Assigned task.
Each line of the listing below should be restated word for word.

Data records.
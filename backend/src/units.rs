//! Unit conversions and value formatting for TCE measurements.

use serde::{Deserialize, Serialize};

/// Earth radius over Jupiter radius (equatorial, km).
pub const R_EARTH_TO_R_JUPITER: f64 = 6378.1 / 71492.0;

/// Offsets at or above this many standard deviations are highlighted.
pub const HIGH_SIGNIFICANCE_SIGMA: f64 = 3.0;

const HIGH_SIGNIFICANCE_STYLE: &str = r#" style="color: red; font-weight: bold;""#;

/// Planet radius in Jupiter radii from Earth radii.
pub fn earth_to_jupiter_radii(r_earth: f64) -> f64 {
    r_earth * R_EARTH_TO_R_JUPITER
}

/// Transit depth in percent from the stored ppm value.
pub fn depth_ppm_to_percent(depth_ppm: f64) -> f64 {
    depth_ppm / 10_000.0
}

/// A sky offset (arcsec) with its 1-sigma uncertainty.
#[derive(Debug, Clone, Copy, PartialEq, Serialize, Deserialize)]
pub struct Offset {
    pub value: f64,
    pub error: f64,
}

impl Offset {
    pub fn new(value: f64, error: f64) -> Self {
        Self { value, error }
    }

    /// `value / error`, or 0 when the error is exactly zero.
    pub fn significance(&self) -> f64 {
        if self.error == 0.0 {
            0.0
        } else {
            self.value / self.error
        }
    }

    /// The source marks TCEs without a centroid offset with a zero value and
    /// a negative error (`-1` in the csv, `-0.0` after some round trips).
    pub fn is_not_applicable(&self) -> bool {
        self.error.is_sign_negative() && self.value.abs() < 0.05
    }

    pub fn is_high_significance(&self) -> bool {
        self.significance().abs() >= HIGH_SIGNIFICANCE_SIGMA
    }

    /// `"<value> <span>(<sigma>)</span>"`, with the span highlighted for high
    /// significance, or `N/A`.
    pub fn to_html(&self) -> String {
        if self.is_not_applicable() {
            return "N/A".to_string();
        }
        let style = if self.is_high_significance() {
            HIGH_SIGNIFICANCE_STYLE
        } else {
            ""
        };
        format!(
            "{:.0} <span{}>({:.1})</span>",
            self.value,
            style,
            self.significance()
        )
    }
}

/// Planet radius in Jupiter radii, formatted for the `Rp` column.
///
/// When the host star's radius was not measured (the pipeline fell back to
/// solar values) the planet radius inherits that guess, so the value is
/// greyed out and annotated rather than shown like a measured one.
pub fn format_planet_radius(r_earth: f64, stellar_radius_is_solar: bool) -> String {
    let r_jup = earth_to_jupiter_radii(r_earth);
    if stellar_radius_is_solar {
        format!(
            r#"<span class="rp_unreliable" title="Stellar radius assumed solar; planet radius unreliable">{:.4}*</span>"#,
            r_jup
        )
    } else {
        format!("{:.4}", r_jup)
    }
}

Exercise response.
filename backend/src/units.rs
//! Unit conversions and value formatting for TCE measurements.

use serde::{Deserialize, Serialize};

/// Earth radius over Jupiter radius (equatorial, km).
pub const R_EARTH_TO_R_JUPITER: f64 = 6378.1 / 71492.0;

/// Offsets at or above this many standard deviations are highlighted.
pub const HIGH_SIGNIFICANCE_SIGMA: f64 = 3.0;

const HIGH_SIGNIFICANCE_STYLE: &str = r#" style="color: red; font-weight: bold;""#;

/// Planet radius in Jupiter radii from Earth radii.
pub fn earth_to_jupiter_radii(r_earth: f64) -> f64 {
    r_earth * R_EARTH_TO_R_JUPITER
}

/// Transit depth in percent from the stored ppm value.
pub fn depth_ppm_to_percent(depth_ppm: f64) -> f64 {
    depth_ppm / 10_000.0
}

/// A sky offset (arcsec) with its 1-sigma uncertainty.
#[derive(Debug, Clone, Copy, PartialEq, Serialize, Deserialize)]
pub struct Offset {
    pub value: f64,
    pub error: f64,
}

impl Offset {
    pub fn new(value: f64, error: f64) -> Self {
        Self { value, error }
    }

    /// `value / error`, or 0 when the error is exactly zero.
    pub fn significance(&self) -> f64 {
        if self.error == 0.0 {
            0.0
        } else {
            self.value / self.error
        }
    }

    /// The source marks TCEs without a centroid offset with a zero value and
    /// a negative error (`-1` in the csv, `-0.0` after some round trips).
    pub fn is_not_applicable(&self) -> bool {
        self.error.is_sign_negative() && self.value.abs() < 0.05
    }

    pub fn is_high_significance(&self) -> bool {
        self.significance().abs() >= HIGH_SIGNIFICANCE_SIGMA
    }

    /// `"<value> <span>(<sigma>)</span>"`, with the span highlighted for high
    /// significance, or `N/A`.
    pub fn to_html(&self) -> String {
        if self.is_not_applicable() {
            return "N/A".to_string();
        }
        let style = if self.is_high_significance() {
            HIGH_SIGNIFICANCE_STYLE
        } else {
            ""
        };
        format!(
            "{:.0} <span{}>({:.1})</span>",
            self.value,
            style,
            self.significance()
        )
    }
}

/// Planet radius in Jupiter radii, formatted for the `Rp` column.
///
/// When the host star's radius was not measured (the pipeline fell back to
/// solar values) the planet radius inherits that guess, so the value is
/// greyed out and annotated rather than shown like a measured one.
pub fn format_planet_radius(r_earth: f64, stellar_radius_is_solar: bool) -> String {
    let r_jup = earth_to_jupiter_radii(r_earth);
    if stellar_radius_is_solar {
        format!(
            r#"<span class="rp_unreliable" title="Stellar radius assumed solar; planet radius unreliable">{:.4}*</span>"#,
            r_jup
        )
    } else {
        format!("{:.4}", r_jup)
    }
}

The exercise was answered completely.